#### EXERCISE INSTRUCTIONS:
An exact transcript of all the records is required, with nothing left out.

#### DATA PROVIDED:
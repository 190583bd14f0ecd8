// SPDX-License-Identifier: MPL-2.0

//! Turning a selected stream into something the caller can save.
//!
//! HLS streams are remuxed by ffmpeg into a temp file. Progressive AAC is
//! downloaded and remuxed the same way; other progressive codecs are handed
//! back as a URL plus auth header. Every temp file is deleted on error paths,
//! so a successful call leaves exactly one file and a failed call none.

mod ffmpeg;
pub mod hls;

pub use ffmpeg::{RemuxInput, Remuxer};

use serde::{Deserialize, Serialize};
use std::path::PathBuf;
use tempfile::TempPath;
use tracing::{debug, info, warn};

use crate::api::SoundCloudClient;
use crate::config::Config;
use crate::error::{Error, Result};
use crate::stream::Codec;
use crate::stream::select::looks_like_hls;

/// Everything needed to fetch a track after its stream has been chosen
#[derive(Debug, Clone, PartialEq, Serialize, Deserialize)]
pub struct DownloadRequest {
    pub track_id: u64,
    /// Transcoding lookup URL, or the direct download URL
    pub track_url: Option<String>,
    /// Set only for direct downloads of the original upload
    pub download_url: Option<String>,
    pub codec: Codec,
    pub track_authorization: Option<String>,
    pub is_hls: bool,
    /// Selected stream is a DRM-encrypted HLS variant
    #[serde(default)]
    pub encrypted: bool,
}

impl DownloadRequest {
    /// Whether materializing this request goes through ffmpeg
    pub fn needs_remux(&self) -> bool {
        self.wants_hls() || self.codec == Codec::Aac
    }

    fn wants_hls(&self) -> bool {
        self.is_hls || self.track_url.as_deref().is_some_and(looks_like_hls)
    }
}

/// Result of materializing a track
#[derive(Debug, Clone, PartialEq, Serialize)]
#[serde(tag = "type", rename_all = "snake_case")]
pub enum TrackDownload {
    /// A local file now owned by the caller
    TempFile { path: PathBuf },
    /// A URL the caller fetches itself, with the headers it needs
    Url {
        url: String,
        headers: Vec<(String, String)>,
    },
}

#[derive(Debug, Clone)]
pub struct Downloader {
    remuxer: Remuxer,
    temp_dir: Option<PathBuf>,
}

impl Downloader {
    pub fn new(remuxer: Remuxer, temp_dir: Option<PathBuf>) -> Self {
        Self { remuxer, temp_dir }
    }

    pub fn from_config(config: &Config) -> Self {
        Self::new(
            Remuxer::new(config.ffmpeg_path.clone()),
            config.temp_dir.clone(),
        )
    }

    pub fn remuxer(&self) -> &Remuxer {
        &self.remuxer
    }

    fn temp_path(&self, codec: Codec) -> Result<TempPath> {
        let suffix = format!(".{}", codec.container_extension());
        let mut builder = tempfile::Builder::new();
        builder.prefix("soundcloud-").suffix(&suffix);
        let file = match &self.temp_dir {
            Some(dir) => builder.tempfile_in(dir)?,
            None => builder.tempfile()?,
        };
        Ok(file.into_temp_path())
    }

    pub async fn download(
        &self,
        client: &SoundCloudClient,
        request: &DownloadRequest,
    ) -> Result<TrackDownload> {
        if request.encrypted {
            return Err(Error::StreamResolution(format!(
                "track {} is only available as a DRM-protected stream",
                request.track_id
            )));
        }
        if request.wants_hls() {
            self.download_hls(client, request).await
        } else {
            self.download_progressive(client, request).await
        }
    }

    async fn download_hls(
        &self,
        client: &SoundCloudClient,
        request: &DownloadRequest,
    ) -> Result<TrackDownload> {
        let track_url = request
            .track_url
            .as_deref()
            .ok_or_else(|| Error::StreamResolution("HLS stream URL not found".into()))?;

        let playlist_url = client
            .get_stream_url(Some(track_url), request.track_authorization.as_deref())
            .await?;
        if !playlist_url.starts_with("http") {
            return Err(Error::StreamResolution(format!(
                "resolved playlist URL is invalid: {playlist_url}"
            )));
        }

        match hls::fetch_playlist(client, &playlist_url).await {
            Ok(stream) if stream.is_drm_protected() => {
                return Err(Error::StreamResolution(
                    "playlist segments are SAMPLE-AES encrypted".into(),
                ));
            }
            Ok(stream) => debug!(
                segments = stream.segments.len(),
                target_duration = stream.target_duration,
                duration = stream.total_duration(),
                "playlist inspected"
            ),
            Err(e) => debug!("could not inspect playlist, leaving it to ffmpeg: {e}"),
        }

        let output = self.temp_path(request.codec)?;
        let authorization = client.auth_header();
        // `output` is removed on drop if the remux fails
        self.remuxer
            .remux(
                RemuxInput::Url {
                    url: &playlist_url,
                    authorization: &authorization,
                },
                &output,
            )
            .await?;

        info!("track {} remuxed from HLS", request.track_id);
        Ok(TrackDownload::TempFile {
            path: keep(output)?,
        })
    }

    async fn download_progressive(
        &self,
        client: &SoundCloudClient,
        request: &DownloadRequest,
    ) -> Result<TrackDownload> {
        let url = match &request.download_url {
            Some(url) => url.clone(),
            None => {
                client
                    .get_stream_url(
                        request.track_url.as_deref(),
                        request.track_authorization.as_deref(),
                    )
                    .await?
            }
        };

        if request.codec != Codec::Aac {
            return Ok(TrackDownload::Url {
                url,
                headers: vec![("Authorization".to_string(), client.auth_header())],
            });
        }

        let raw_file = self.temp_path(Codec::Aac)?;
        client.download_to(&url, &raw_file).await?;

        let output = self.temp_path(Codec::Aac)?;
        let path = match self.remuxer.remux(RemuxInput::File(&raw_file), &output).await {
            Ok(()) => {
                drop(raw_file);
                keep(output)?
            }
            Err(e) => {
                warn!(
                    "ffmpeg is not installed or working properly for AAC remux ({e}); using the raw download, which may have errors"
                );
                drop(output);
                keep(raw_file)?
            }
        };

        Ok(TrackDownload::TempFile { path })
    }
}

fn keep(path: TempPath) -> Result<PathBuf> {
    path.keep().map_err(|e| Error::Io(e.error))
}

#[cfg(test)]
mod tests {
    use super::*;

    fn request(track_url: Option<&str>, is_hls: bool) -> DownloadRequest {
        DownloadRequest {
            track_id: 1,
            track_url: track_url.map(str::to_string),
            download_url: None,
            codec: Codec::Aac,
            track_authorization: None,
            is_hls,
            encrypted: false,
        }
    }

    #[test]
    fn hls_detection() {
        assert!(request(None, true).wants_hls());
        assert!(request(Some("https://api-v2.soundcloud.com/media/x/stream/hls"), false).wants_hls());
        assert!(request(Some("https://x/ctr-encrypted-hls"), false).wants_hls());
        assert!(!request(Some("https://api-v2.soundcloud.com/media/x/stream/progressive"), false).wants_hls());
        assert!(!request(None, false).wants_hls());
    }

    #[test]
    fn remux_needed_for_hls_and_aac() {
        assert!(request(None, true).needs_remux());
        assert!(request(Some("https://x/stream/progressive"), false).needs_remux());

        let mut mp3 = request(Some("https://x/stream/progressive"), false);
        mp3.codec = Codec::Mp3;
        assert!(!mp3.needs_remux());
        mp3.is_hls = true;
        assert!(mp3.needs_remux());
    }

    #[test]
    fn temp_paths_use_codec_container() {
        let dir = tempfile::tempdir().unwrap();
        let downloader = Downloader::new(Remuxer::default(), Some(dir.path().to_path_buf()));
        let path = downloader.temp_path(Codec::Mp3).unwrap();
        assert!(path.starts_with(dir.path()));
        assert_eq!(path.extension().unwrap(), "mp3");
        assert!(path.exists());

        let owned = path.to_path_buf();
        drop(path);
        assert!(!owned.exists());
    }
}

#### ANSWER BOX:
repository 190583bd14f0ecd8
// SPDX-License-Identifier: MPL-2.0

//! Turning a selected stream into something the caller can save.
//!
//! HLS streams are remuxed by ffmpeg into a temp file. Progressive AAC is
//! downloaded and remuxed the same way; other progressive codecs are handed
//! back as a URL plus auth header. Every temp file is deleted on error paths,
//! so a successful call leaves exactly one file and a failed call none.

mod ffmpeg;
pub mod hls;

pub use ffmpeg::{RemuxInput, Remuxer};

use serde::{Deserialize, Serialize};
use std::path::PathBuf;
use tempfile::TempPath;
use tracing::{debug, info, warn};

use crate::api::SoundCloudClient;
use crate::config::Config;
use crate::error::{Error, Result};
use crate::stream::Codec;
use crate::stream::select::looks_like_hls;

/// Everything needed to fetch a track after its stream has been chosen
#[derive(Debug, Clone, PartialEq, Serialize, Deserialize)]
pub struct DownloadRequest {
    pub track_id: u64,
    /// Transcoding lookup URL, or the direct download URL
    pub track_url: Option<String>,
    /// Set only for direct downloads of the original upload
    pub download_url: Option<String>,
    pub codec: Codec,
    pub track_authorization: Option<String>,
    pub is_hls: bool,
    /// Selected stream is a DRM-encrypted HLS variant
    #[serde(default)]
    pub encrypted: bool,
}

impl DownloadRequest {
    /// Whether materializing this request goes through ffmpeg
    pub fn needs_remux(&self) -> bool {
        self.wants_hls() || self.codec == Codec::Aac
    }

    fn wants_hls(&self) -> bool {
        self.is_hls || self.track_url.as_deref().is_some_and(looks_like_hls)
    }
}

/// Result of materializing a track
#[derive(Debug, Clone, PartialEq, Serialize)]
#[serde(tag = "type", rename_all = "snake_case")]
pub enum TrackDownload {
    /// A local file now owned by the caller
    TempFile { path: PathBuf },
    /// A URL the caller fetches itself, with the headers it needs
    Url {
        url: String,
        headers: Vec<(String, String)>,
    },
}

#[derive(Debug, Clone)]
pub struct Downloader {
    remuxer: Remuxer,
    temp_dir: Option<PathBuf>,
}

impl Downloader {
    pub fn new(remuxer: Remuxer, temp_dir: Option<PathBuf>) -> Self {
        Self { remuxer, temp_dir }
    }

    pub fn from_config(config: &Config) -> Self {
        Self::new(
            Remuxer::new(config.ffmpeg_path.clone()),
            config.temp_dir.clone(),
        )
    }

    pub fn remuxer(&self) -> &Remuxer {
        &self.remuxer
    }

    fn temp_path(&self, codec: Codec) -> Result<TempPath> {
        let suffix = format!(".{}", codec.container_extension());
        let mut builder = tempfile::Builder::new();
        builder.prefix("soundcloud-").suffix(&suffix);
        let file = match &self.temp_dir {
            Some(dir) => builder.tempfile_in(dir)?,
            None => builder.tempfile()?,
        };
        Ok(file.into_temp_path())
    }

    pub async fn download(
        &self,
        client: &SoundCloudClient,
        request: &DownloadRequest,
    ) -> Result<TrackDownload> {
        if request.encrypted {
            return Err(Error::StreamResolution(format!(
                "track {} is only available as a DRM-protected stream",
                request.track_id
            )));
        }
        if request.wants_hls() {
            self.download_hls(client, request).await
        } else {
            self.download_progressive(client, request).await
        }
    }

    async fn download_hls(
        &self,
        client: &SoundCloudClient,
        request: &DownloadRequest,
    ) -> Result<TrackDownload> {
        let track_url = request
            .track_url
            .as_deref()
            .ok_or_else(|| Error::StreamResolution("HLS stream URL not found".into()))?;

        let playlist_url = client
            .get_stream_url(Some(track_url), request.track_authorization.as_deref())
            .await?;
        if !playlist_url.starts_with("http") {
            return Err(Error::StreamResolution(format!(
                "resolved playlist URL is invalid: {playlist_url}"
            )));
        }

        match hls::fetch_playlist(client, &playlist_url).await {
            Ok(stream) if stream.is_drm_protected() => {
                return Err(Error::StreamResolution(
                    "playlist segments are SAMPLE-AES encrypted".into(),
                ));
            }
            Ok(stream) => debug!(
                segments = stream.segments.len(),
                target_duration = stream.target_duration,
                duration = stream.total_duration(),
                "playlist inspected"
            ),
            Err(e) => debug!("could not inspect playlist, leaving it to ffmpeg: {e}"),
        }

        let output = self.temp_path(request.codec)?;
        let authorization = client.auth_header();
        // `output` is removed on drop if the remux fails
        self.remuxer
            .remux(
                RemuxInput::Url {
                    url: &playlist_url,
                    authorization: &authorization,
                },
                &output,
            )
            .await?;

        info!("track {} remuxed from HLS", request.track_id);
        Ok(TrackDownload::TempFile {
            path: keep(output)?,
        })
    }

    async fn download_progressive(
        &self,
        client: &SoundCloudClient,
        request: &DownloadRequest,
    ) -> Result<TrackDownload> {
        let url = match &request.download_url {
            Some(url) => url.clone(),
            None => {
                client
                    .get_stream_url(
                        request.track_url.as_deref(),
                        request.track_authorization.as_deref(),
                    )
                    .await?
            }
        };

        if request.codec != Codec::Aac {
            return Ok(TrackDownload::Url {
                url,
                headers: vec![("Authorization".to_string(), client.auth_header())],
            });
        }

        let raw_file = self.temp_path(Codec::Aac)?;
        client.download_to(&url, &raw_file).await?;

        let output = self.temp_path(Codec::Aac)?;
        let path = match self.remuxer.remux(RemuxInput::File(&raw_file), &output).await {
            Ok(()) => {
                drop(raw_file);
                keep(output)?
            }
            Err(e) => {
                warn!(
                    "ffmpeg is not installed or working properly for AAC remux ({e}); using the raw download, which may have errors"
                );
                drop(output);
                keep(raw_file)?
            }
        };

        Ok(TrackDownload::TempFile { path })
    }
}

fn keep(path: TempPath) -> Result<PathBuf> {
    path.keep().map_err(|e| Error::Io(e.error))
}

#[cfg(test)]
mod tests {
    use super::*;

    fn request(track_url: Option<&str>, is_hls: bool) -> DownloadRequest {
        DownloadRequest {
            track_id: 1,
            track_url: track_url.map(str::to_string),
            download_url: None,
            codec: Codec::Aac,
            track_authorization: None,
            is_hls,
            encrypted: false,
        }
    }

    #[test]
    fn hls_detection() {
        assert!(request(None, true).wants_hls());
        assert!(request(Some("https://api-v2.soundcloud.com/media/x/stream/hls"), false).wants_hls());
        assert!(request(Some("https://x/ctr-encrypted-hls"), false).wants_hls());
        assert!(!request(Some("https://api-v2.soundcloud.com/media/x/stream/progressive"), false).wants_hls());
        assert!(!request(None, false).wants_hls());
    }

    #[test]
    fn remux_needed_for_hls_and_aac() {
        assert!(request(None, true).needs_remux());
        assert!(request(Some("https://x/stream/progressive"), false).needs_remux());

        let mut mp3 = request(Some("https://x/stream/progressive"), false);
        mp3.codec = Codec::Mp3;
        assert!(!mp3.needs_remux());
        mp3.is_hls = true;
        assert!(mp3.needs_remux());
    }

    #[test]
    fn temp_paths_use_codec_container() {
        let dir = tempfile::tempdir().unwrap();
        let downloader = Downloader::new(Remuxer::default(), Some(dir.path().to_path_buf()));
        let path = downloader.temp_path(Codec::Mp3).unwrap();
        assert!(path.starts_with(dir.path()));
        assert_eq!(path.extension().unwrap(), "mp3");
        assert!(path.exists());

        let owned = path.to_path_buf();
        drop(path);
        assert!(!owned.exists());
    }
}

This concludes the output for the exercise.